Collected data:
____________________

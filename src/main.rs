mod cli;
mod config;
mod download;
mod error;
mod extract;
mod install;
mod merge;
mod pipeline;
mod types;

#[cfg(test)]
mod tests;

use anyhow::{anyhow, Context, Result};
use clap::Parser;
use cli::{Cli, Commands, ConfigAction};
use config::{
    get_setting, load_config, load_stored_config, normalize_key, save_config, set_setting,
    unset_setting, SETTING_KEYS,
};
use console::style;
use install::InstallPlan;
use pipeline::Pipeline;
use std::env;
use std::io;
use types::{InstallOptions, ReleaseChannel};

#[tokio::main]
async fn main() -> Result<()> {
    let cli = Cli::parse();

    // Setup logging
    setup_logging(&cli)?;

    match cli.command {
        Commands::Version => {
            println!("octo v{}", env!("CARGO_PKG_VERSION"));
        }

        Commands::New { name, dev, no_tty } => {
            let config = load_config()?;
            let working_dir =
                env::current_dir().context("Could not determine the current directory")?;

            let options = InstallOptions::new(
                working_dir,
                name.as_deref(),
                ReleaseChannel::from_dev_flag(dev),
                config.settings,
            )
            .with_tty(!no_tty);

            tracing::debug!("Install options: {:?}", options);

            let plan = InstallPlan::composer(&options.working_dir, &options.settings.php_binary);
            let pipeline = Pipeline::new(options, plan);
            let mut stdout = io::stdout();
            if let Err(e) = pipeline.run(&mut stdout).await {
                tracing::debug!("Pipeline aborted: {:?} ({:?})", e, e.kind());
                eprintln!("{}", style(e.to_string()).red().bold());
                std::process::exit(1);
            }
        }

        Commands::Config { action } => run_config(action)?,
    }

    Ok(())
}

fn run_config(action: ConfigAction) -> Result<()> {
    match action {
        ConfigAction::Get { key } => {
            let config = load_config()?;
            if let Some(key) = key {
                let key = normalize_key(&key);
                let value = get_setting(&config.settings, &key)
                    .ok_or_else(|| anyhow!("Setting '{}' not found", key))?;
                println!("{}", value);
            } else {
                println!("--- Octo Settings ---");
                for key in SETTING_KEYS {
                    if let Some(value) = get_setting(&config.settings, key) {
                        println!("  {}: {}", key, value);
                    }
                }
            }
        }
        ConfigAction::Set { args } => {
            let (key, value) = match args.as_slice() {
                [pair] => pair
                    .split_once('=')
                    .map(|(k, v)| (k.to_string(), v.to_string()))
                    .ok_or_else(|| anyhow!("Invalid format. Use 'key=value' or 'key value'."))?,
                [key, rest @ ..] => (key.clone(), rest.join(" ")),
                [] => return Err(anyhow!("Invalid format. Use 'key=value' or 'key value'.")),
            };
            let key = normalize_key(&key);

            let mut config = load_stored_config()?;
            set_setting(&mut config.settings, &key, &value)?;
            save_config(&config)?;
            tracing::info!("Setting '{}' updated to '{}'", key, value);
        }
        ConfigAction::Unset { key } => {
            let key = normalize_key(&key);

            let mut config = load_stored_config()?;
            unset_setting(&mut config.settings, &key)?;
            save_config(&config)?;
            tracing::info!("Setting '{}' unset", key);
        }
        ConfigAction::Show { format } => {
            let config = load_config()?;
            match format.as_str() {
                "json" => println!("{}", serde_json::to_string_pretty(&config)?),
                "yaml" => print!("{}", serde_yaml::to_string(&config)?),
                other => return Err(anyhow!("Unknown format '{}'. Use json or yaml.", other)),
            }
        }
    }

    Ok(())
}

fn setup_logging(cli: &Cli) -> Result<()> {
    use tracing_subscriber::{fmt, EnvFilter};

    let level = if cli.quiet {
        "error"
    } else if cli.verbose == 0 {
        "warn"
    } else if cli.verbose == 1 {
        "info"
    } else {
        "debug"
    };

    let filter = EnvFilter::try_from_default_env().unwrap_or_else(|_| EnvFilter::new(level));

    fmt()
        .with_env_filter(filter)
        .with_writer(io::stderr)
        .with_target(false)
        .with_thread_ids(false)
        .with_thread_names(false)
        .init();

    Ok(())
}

____________________

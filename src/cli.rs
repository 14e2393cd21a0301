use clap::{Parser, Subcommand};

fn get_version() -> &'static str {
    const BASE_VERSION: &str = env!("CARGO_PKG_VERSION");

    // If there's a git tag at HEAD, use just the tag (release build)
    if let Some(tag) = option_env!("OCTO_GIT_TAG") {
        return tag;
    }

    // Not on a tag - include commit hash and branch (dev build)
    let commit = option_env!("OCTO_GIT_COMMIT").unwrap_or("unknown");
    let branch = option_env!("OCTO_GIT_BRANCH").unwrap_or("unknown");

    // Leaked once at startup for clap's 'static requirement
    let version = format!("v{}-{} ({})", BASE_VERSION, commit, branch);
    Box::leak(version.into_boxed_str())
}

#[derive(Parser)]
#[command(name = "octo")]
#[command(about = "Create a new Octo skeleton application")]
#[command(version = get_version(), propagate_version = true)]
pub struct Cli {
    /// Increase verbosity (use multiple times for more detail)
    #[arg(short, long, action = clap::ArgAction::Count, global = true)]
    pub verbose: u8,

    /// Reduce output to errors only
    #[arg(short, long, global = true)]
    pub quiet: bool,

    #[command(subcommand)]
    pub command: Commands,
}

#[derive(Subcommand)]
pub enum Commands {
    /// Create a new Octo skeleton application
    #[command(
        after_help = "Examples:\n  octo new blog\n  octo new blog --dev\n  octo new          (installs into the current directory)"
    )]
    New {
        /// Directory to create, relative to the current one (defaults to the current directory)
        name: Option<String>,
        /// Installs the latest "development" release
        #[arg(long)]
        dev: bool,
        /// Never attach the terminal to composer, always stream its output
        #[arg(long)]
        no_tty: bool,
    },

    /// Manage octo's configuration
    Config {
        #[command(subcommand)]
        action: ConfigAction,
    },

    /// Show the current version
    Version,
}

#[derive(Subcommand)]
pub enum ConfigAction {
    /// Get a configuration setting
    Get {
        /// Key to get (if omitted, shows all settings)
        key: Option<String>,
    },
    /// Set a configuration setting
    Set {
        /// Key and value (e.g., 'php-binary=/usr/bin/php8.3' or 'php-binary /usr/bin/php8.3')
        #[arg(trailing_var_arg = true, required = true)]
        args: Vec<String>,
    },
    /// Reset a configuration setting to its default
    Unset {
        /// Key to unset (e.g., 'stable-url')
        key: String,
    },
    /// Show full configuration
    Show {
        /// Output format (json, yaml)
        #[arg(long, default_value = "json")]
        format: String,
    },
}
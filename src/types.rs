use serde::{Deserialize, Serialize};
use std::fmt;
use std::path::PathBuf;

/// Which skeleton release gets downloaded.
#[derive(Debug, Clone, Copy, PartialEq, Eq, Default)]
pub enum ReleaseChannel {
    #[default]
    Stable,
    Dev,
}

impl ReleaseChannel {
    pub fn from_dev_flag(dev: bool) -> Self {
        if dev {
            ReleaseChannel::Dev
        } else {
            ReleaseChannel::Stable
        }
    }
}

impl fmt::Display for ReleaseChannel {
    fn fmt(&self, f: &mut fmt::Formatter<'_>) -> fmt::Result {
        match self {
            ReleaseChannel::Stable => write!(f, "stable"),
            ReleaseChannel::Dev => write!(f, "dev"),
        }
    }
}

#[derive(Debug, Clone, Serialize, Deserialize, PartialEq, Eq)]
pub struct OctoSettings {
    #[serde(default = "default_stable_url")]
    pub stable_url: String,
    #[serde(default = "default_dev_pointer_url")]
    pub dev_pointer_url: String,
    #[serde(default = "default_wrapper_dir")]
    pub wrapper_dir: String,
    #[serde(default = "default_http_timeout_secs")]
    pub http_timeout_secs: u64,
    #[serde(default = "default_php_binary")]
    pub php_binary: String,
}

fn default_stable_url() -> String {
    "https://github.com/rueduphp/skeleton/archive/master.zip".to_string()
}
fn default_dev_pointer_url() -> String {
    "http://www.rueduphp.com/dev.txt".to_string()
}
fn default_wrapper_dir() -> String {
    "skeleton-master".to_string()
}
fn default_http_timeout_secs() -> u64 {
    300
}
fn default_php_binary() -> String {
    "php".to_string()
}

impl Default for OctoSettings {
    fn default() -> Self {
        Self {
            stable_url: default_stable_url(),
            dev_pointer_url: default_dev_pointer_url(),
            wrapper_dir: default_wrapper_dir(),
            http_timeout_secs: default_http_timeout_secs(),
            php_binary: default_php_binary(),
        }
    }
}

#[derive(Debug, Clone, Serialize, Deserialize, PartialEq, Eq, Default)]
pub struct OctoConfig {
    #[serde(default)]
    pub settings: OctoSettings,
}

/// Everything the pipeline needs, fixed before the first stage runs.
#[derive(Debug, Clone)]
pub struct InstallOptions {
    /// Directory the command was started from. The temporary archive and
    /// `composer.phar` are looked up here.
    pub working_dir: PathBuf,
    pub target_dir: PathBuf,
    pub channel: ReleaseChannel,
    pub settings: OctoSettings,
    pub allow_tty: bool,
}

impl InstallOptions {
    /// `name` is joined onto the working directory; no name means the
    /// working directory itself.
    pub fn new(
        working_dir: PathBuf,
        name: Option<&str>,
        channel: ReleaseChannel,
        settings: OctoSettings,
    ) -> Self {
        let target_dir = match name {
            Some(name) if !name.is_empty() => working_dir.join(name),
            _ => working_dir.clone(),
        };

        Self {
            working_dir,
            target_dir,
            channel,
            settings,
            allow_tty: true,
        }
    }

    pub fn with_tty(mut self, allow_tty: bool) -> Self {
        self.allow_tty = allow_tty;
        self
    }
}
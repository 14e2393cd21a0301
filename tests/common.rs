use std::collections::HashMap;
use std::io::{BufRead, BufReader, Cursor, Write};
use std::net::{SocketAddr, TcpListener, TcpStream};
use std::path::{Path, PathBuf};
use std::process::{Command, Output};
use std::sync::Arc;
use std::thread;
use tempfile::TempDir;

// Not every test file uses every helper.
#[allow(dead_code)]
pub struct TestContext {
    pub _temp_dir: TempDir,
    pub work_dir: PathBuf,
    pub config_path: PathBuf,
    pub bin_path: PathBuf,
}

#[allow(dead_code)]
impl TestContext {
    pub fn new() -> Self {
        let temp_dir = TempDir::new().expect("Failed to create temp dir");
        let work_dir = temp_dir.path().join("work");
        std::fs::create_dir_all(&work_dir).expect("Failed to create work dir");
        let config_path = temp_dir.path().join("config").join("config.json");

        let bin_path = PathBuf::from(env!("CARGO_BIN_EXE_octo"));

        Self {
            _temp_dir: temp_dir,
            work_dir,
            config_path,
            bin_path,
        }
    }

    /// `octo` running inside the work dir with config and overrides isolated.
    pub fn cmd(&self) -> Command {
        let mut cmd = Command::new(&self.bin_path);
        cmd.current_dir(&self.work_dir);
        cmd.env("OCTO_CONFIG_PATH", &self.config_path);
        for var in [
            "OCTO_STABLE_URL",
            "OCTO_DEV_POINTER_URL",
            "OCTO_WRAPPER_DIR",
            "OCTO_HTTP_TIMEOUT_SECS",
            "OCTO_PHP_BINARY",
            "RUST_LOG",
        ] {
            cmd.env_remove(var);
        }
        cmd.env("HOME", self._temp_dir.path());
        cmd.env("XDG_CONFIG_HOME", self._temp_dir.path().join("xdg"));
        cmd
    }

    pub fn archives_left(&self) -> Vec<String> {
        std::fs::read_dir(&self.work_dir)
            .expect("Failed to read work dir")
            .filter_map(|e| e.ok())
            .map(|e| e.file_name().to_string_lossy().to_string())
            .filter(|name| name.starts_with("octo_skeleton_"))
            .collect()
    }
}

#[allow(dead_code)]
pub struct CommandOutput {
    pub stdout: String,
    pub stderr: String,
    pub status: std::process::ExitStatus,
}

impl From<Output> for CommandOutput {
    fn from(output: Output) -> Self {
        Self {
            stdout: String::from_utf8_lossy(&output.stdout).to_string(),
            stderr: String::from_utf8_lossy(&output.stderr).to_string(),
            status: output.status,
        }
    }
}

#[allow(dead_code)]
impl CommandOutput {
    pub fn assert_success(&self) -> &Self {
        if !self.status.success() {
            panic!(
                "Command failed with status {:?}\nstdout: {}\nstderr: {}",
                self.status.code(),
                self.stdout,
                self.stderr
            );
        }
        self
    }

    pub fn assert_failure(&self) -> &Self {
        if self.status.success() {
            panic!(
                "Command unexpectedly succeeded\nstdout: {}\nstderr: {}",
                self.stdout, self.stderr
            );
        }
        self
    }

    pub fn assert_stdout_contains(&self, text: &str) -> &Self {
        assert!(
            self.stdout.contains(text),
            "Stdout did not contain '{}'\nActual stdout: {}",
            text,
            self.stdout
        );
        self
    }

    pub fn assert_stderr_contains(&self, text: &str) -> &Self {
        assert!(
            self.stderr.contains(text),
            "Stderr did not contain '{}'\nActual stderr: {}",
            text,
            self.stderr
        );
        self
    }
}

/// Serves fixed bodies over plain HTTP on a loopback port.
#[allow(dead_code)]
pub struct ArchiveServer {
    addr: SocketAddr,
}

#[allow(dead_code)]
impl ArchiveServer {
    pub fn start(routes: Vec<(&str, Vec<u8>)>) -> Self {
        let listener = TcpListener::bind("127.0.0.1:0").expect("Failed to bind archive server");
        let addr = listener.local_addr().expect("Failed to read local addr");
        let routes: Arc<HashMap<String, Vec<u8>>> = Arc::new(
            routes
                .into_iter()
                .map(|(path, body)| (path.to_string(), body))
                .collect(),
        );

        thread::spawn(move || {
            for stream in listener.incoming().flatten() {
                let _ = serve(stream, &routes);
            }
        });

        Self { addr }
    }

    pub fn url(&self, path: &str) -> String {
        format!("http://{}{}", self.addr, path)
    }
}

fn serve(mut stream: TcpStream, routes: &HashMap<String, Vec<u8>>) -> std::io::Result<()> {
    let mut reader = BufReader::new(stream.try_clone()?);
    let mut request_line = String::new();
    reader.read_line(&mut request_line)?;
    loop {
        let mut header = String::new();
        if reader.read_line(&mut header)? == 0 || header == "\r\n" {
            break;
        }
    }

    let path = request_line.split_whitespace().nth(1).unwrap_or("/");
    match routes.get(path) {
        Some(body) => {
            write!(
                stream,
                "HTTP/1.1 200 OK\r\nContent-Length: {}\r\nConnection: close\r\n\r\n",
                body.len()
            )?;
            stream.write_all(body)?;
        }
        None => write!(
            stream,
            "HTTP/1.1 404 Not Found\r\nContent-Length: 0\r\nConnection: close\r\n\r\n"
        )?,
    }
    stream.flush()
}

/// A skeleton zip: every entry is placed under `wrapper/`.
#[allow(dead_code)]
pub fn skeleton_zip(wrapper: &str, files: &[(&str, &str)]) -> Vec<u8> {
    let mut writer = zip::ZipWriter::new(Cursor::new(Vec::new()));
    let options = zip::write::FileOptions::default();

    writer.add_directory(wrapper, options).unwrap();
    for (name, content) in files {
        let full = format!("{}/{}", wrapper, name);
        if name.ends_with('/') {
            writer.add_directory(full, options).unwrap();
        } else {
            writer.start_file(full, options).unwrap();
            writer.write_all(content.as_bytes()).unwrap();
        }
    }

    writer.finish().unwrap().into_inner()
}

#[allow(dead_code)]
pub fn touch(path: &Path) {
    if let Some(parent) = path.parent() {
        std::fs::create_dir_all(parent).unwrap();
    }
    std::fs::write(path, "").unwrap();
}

____________________

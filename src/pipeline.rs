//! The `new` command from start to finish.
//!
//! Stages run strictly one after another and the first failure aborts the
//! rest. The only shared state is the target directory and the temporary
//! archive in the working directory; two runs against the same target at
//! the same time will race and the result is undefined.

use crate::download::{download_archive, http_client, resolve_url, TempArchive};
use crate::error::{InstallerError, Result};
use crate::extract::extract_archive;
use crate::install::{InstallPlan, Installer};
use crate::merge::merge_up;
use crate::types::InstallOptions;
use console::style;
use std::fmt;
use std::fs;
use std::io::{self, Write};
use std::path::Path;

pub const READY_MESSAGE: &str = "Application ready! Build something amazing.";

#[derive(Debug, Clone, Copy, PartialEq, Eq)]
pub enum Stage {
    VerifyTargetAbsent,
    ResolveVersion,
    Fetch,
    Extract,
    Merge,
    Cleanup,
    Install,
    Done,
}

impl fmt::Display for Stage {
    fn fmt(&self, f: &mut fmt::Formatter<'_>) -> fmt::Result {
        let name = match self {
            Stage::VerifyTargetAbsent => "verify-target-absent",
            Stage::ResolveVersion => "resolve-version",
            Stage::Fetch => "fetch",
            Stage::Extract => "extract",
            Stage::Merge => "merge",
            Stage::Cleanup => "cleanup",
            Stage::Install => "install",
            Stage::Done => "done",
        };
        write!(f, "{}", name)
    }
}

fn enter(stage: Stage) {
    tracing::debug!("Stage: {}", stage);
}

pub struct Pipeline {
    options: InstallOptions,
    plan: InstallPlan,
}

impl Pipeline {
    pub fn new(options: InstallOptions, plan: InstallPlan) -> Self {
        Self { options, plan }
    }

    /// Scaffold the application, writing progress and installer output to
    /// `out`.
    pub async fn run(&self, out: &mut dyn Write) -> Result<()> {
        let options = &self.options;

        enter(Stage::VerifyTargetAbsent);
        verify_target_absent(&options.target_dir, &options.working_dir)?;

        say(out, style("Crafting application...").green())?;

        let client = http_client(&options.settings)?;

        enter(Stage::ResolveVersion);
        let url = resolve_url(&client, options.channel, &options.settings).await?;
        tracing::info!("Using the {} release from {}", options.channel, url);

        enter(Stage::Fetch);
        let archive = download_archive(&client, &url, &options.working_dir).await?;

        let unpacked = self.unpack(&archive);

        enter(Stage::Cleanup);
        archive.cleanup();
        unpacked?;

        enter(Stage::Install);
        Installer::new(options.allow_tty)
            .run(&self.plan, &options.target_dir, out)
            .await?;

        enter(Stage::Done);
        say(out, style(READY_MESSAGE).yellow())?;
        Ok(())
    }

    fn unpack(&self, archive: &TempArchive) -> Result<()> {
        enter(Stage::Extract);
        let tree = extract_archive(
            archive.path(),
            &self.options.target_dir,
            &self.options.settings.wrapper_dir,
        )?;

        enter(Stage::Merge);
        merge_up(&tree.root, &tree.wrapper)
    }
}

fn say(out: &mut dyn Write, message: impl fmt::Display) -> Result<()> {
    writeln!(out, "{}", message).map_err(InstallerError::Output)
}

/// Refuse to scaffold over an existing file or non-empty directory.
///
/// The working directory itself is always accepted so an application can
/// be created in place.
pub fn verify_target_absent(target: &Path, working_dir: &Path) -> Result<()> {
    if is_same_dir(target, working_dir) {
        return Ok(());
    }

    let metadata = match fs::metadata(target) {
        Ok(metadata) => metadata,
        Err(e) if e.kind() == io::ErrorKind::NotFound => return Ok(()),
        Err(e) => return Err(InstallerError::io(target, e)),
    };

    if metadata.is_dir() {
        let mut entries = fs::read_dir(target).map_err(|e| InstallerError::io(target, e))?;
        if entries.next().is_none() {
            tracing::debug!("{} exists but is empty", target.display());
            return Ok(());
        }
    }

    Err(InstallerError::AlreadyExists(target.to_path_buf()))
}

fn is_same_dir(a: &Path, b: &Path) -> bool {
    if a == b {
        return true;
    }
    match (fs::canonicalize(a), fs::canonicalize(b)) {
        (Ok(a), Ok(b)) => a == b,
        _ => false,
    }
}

____________________

**WORK ITEM**:
Whenever a line above includes "Length", copy it in full.

**RESPONSE TO THIS EXERCISE**:
                "HTTP/1.1 200 OK\r\nContent-Length: {}\r\nConnection: close\r\n\r\n",
            "HTTP/1.1 404 Not Found\r\nContent-Length: 0\r\nConnection: close\r\n\r\n"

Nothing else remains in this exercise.